Les Forces armées de la République démocratique du Congo (FARDC) ont annoncé, lundi 27 avril, avoir abattu un drone ayant survolé plusieurs positions militaires dans les Hauts Plateaux du territoire de Fizi, une zone en proie à une insécurité persistante dans la province du Sud-Kivu.
Selon le porte-parole du secteur opérationnel Sud-Sud-Kivu, l’appareil a été repéré au-dessus de plusieurs lignes de front, notamment à Kimete, Rugezi, Point Zéro, Mikenge et Kalingi. L’armée affirme avoir procédé à son interception avant de le neutraliser, mettant fin à ce qu’elle considère comme une mission de reconnaissance visant ses positions.
D’après l’administrateur du territoire de Fizi, Sammy Kalonji Badibanga, il s’agit du deuxième drone abattu en l’espace de deux semaines dans cette partie du pays. Il précise que l’engin survolait la zone de Point Zéro dans le but de collecter des informations stratégiques avant d’éventuelles frappes. Les autorités militaires soutiennent que ce drone aurait été lancé depuis le Rwanda, une version corroborée par l’autorité territoriale.
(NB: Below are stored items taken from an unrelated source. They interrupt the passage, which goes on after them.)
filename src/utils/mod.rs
pub mod paths;

pub use paths::*;
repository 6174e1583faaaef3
// Patient record surface consumed by the orchestrator.
//
// The record-storage layer owns the full patient schema; the pipeline only
// needs the identity and the per-modality fallback paths recorded by earlier
// MRI uploads.
use serde::{Deserialize, Serialize};

use super::ModalityPaths;

#[derive(Debug, Clone, Serialize, Deserialize)]
pub struct PatientRecord {
    pub id: String,
    pub mrn: String,
    #[serde(default)]
    pub mri_files: ModalityPaths,
}

impl PatientRecord {
    pub fn new(id: String, mrn: String) -> Self {
        Self {
            id,
            mrn,
            mri_files: ModalityPaths::default(),
        }
    }
}
// Retrieval operations - slices and 3D models, consumed by the HTTP layer.
//
// Slices are rendered on demand by the external renderer and returned as
// base64 PNG for inline transport. Models are served from the job's
// artifact directory with shared/template fallbacks. Both pre-check that
// the resolved file exists: an absent artifact is a typed "not ready"/"not
// found" response, never a renderer crash.

use base64::engine::general_purpose::STANDARD as BASE64;
use base64::Engine;
use log::debug;
use std::fs;
use std::path::PathBuf;

use crate::error::AnalysisError;
use crate::models::{AnalysisJob, ArtifactKind, Modality, SliceKind, SlicePlane};
use crate::pipeline::inputs::{resolve_source_volume, volume_file_type};
use crate::pipeline::SLICE_SCRIPT;
use crate::process_manager::{get_stage_scripts_dir, run_python_stage};
use crate::utils::{
    get_job_artifacts_dir, get_shared_assets_dir, get_template_assets_dir,
};

use super::analysis::get_analysis_job;

const COMBINED_MODEL: ArtifactKind = ArtifactKind::CombinedMesh;

fn resolve_slice_volume(
    job: &AnalysisJob,
    kind: SliceKind,
    modality: Option<Modality>,
) -> Result<PathBuf, AnalysisError> {
    let artifacts_dir = get_job_artifacts_dir(&job.id);

    let path = match kind {
        SliceKind::Source => {
            let patient = crate::file_manager::store::find_patient(&job.patient_id)
                .map_err(AnalysisError::Store)?;
            resolve_source_volume(job, patient.as_ref(), modality)
        }
        SliceKind::Mask => artifacts_dir.join(ArtifactKind::Mask.target_name()),
        SliceKind::Heatmap => artifacts_dir.join(ArtifactKind::ProbabilityMap.target_name()),
    };

    Ok(path)
}

/// Render one slice of the requested volume and return it as a base64 PNG
/// string. Fails with `NotReady` before touching the renderer when the
/// resolved file is not on storage yet.
pub async fn get_slice(
    job_id: &str,
    index: u32,
    kind: SliceKind,
    plane: SlicePlane,
    modality: Option<Modality>,
) -> Result<String, AnalysisError> {
    let job = get_analysis_job(job_id)?;
    let volume = resolve_slice_volume(&job, kind, modality)?;

    if !volume.exists() {
        return Err(AnalysisError::NotReady(format!(
            "{} volume for job {} is not on storage yet",
            kind.as_str(),
            job_id
        )));
    }

    let args = vec![
        volume.to_string_lossy().to_string(),
        volume_file_type(&volume).to_string(),
        index.to_string(),
        kind.as_str().to_string(),
        plane.as_str().to_string(),
    ];

    let output = run_python_stage(SLICE_SCRIPT, &args, &get_stage_scripts_dir()).await?;
    let encoded = output.stdout.trim().to_string();

    // The renderer prints exactly one base64 PNG; anything else means it
    // broke in a way its exit code did not report.
    BASE64.decode(&encoded).map_err(|_| {
        AnalysisError::invocation(SLICE_SCRIPT, "renderer did not produce base64 image data")
    })?;

    debug!(
        "Rendered {} slice {} ({}) for job {}",
        kind.as_str(),
        index,
        plane.as_str(),
        job_id
    );
    Ok(encoded)
}

fn sanitize_model_name(name: &str) -> Result<String, AnalysisError> {
    if name.is_empty() || name.contains('/') || name.contains('\\') || name.contains("..") {
        return Err(AnalysisError::InvalidInput(format!(
            "Invalid model name: {}",
            name
        )));
    }
    if name.ends_with(".glb") {
        Ok(name.to_string())
    } else {
        Ok(format!("{}.glb", name))
    }
}

/// Fetch mesh bytes for a job. A named model resolves through the job's
/// artifact directory, then the shared AR assets, then the templates; the
/// unnamed form serves only the job's combined model.
pub fn get_model(job_id: &str, model_name: Option<&str>) -> Result<Vec<u8>, AnalysisError> {
    let job = get_analysis_job(job_id)?;
    let artifacts_dir = get_job_artifacts_dir(&job.id);

    match model_name {
        Some(name) => {
            let file_name = sanitize_model_name(name)?;
            let candidates = [
                artifacts_dir.join(&file_name),
                get_shared_assets_dir().join(&file_name),
                get_template_assets_dir().join(&file_name),
            ];

            for candidate in &candidates {
                if candidate.exists() {
                    debug!("Serving model {:?} for job {}", candidate, job_id);
                    return Ok(fs::read(candidate)?);
                }
            }

            Err(AnalysisError::NotFound(format!(
                "No model named {} for job {}",
                file_name, job_id
            )))
        }
        None => {
            let combined = artifacts_dir.join(COMBINED_MODEL.target_name());
            if !combined.exists() {
                return Err(AnalysisError::NotReady(format!(
                    "Combined model for job {} is not on storage yet",
                    job_id
                )));
            }
            Ok(fs::read(combined)?)
        }
    }
}

/// Mesh bytes encoded for inline transport.
pub fn get_model_base64(job_id: &str, model_name: Option<&str>) -> Result<String, AnalysisError> {
    let bytes = get_model(job_id, model_name)?;
    Ok(BASE64.encode(bytes))
}

#[cfg(test)]
mod tests {
    use super::*;

    #[test]
    fn test_sanitize_appends_extension() {
        assert_eq!(sanitize_model_name("tumor").unwrap(), "tumor.glb");
        assert_eq!(sanitize_model_name("brain.glb").unwrap(), "brain.glb");
    }

    #[test]
    fn test_sanitize_rejects_traversal() {
        assert!(sanitize_model_name("../secrets").is_err());
        assert!(sanitize_model_name("a/b").is_err());
        assert!(sanitize_model_name("a\\b").is_err());
        assert!(sanitize_model_name("").is_err());
    }
}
Par ailleurs, Sammy Kalonji Badibanga a évoqué une précédente attaque attribuée à ces engins, qui aurait causé des pertes civiles dans le village de Point Zéro. Selon lui, plusieurs habitants auraient été tués lors de bombardements, avec un bilan provisoire évoqué d’une quarantaine de morts.
Malgré ces tensions, les autorités locales indiquent qu’un calme relatif a été observé dimanche 26 avril dans la zone. Cette situation illustre néanmoins la fragilité persistante du contexte sécuritaire dans l’est de la République démocratique du Congo, où les incidents militaires continuent d’alimenter les inquiétudes des populations.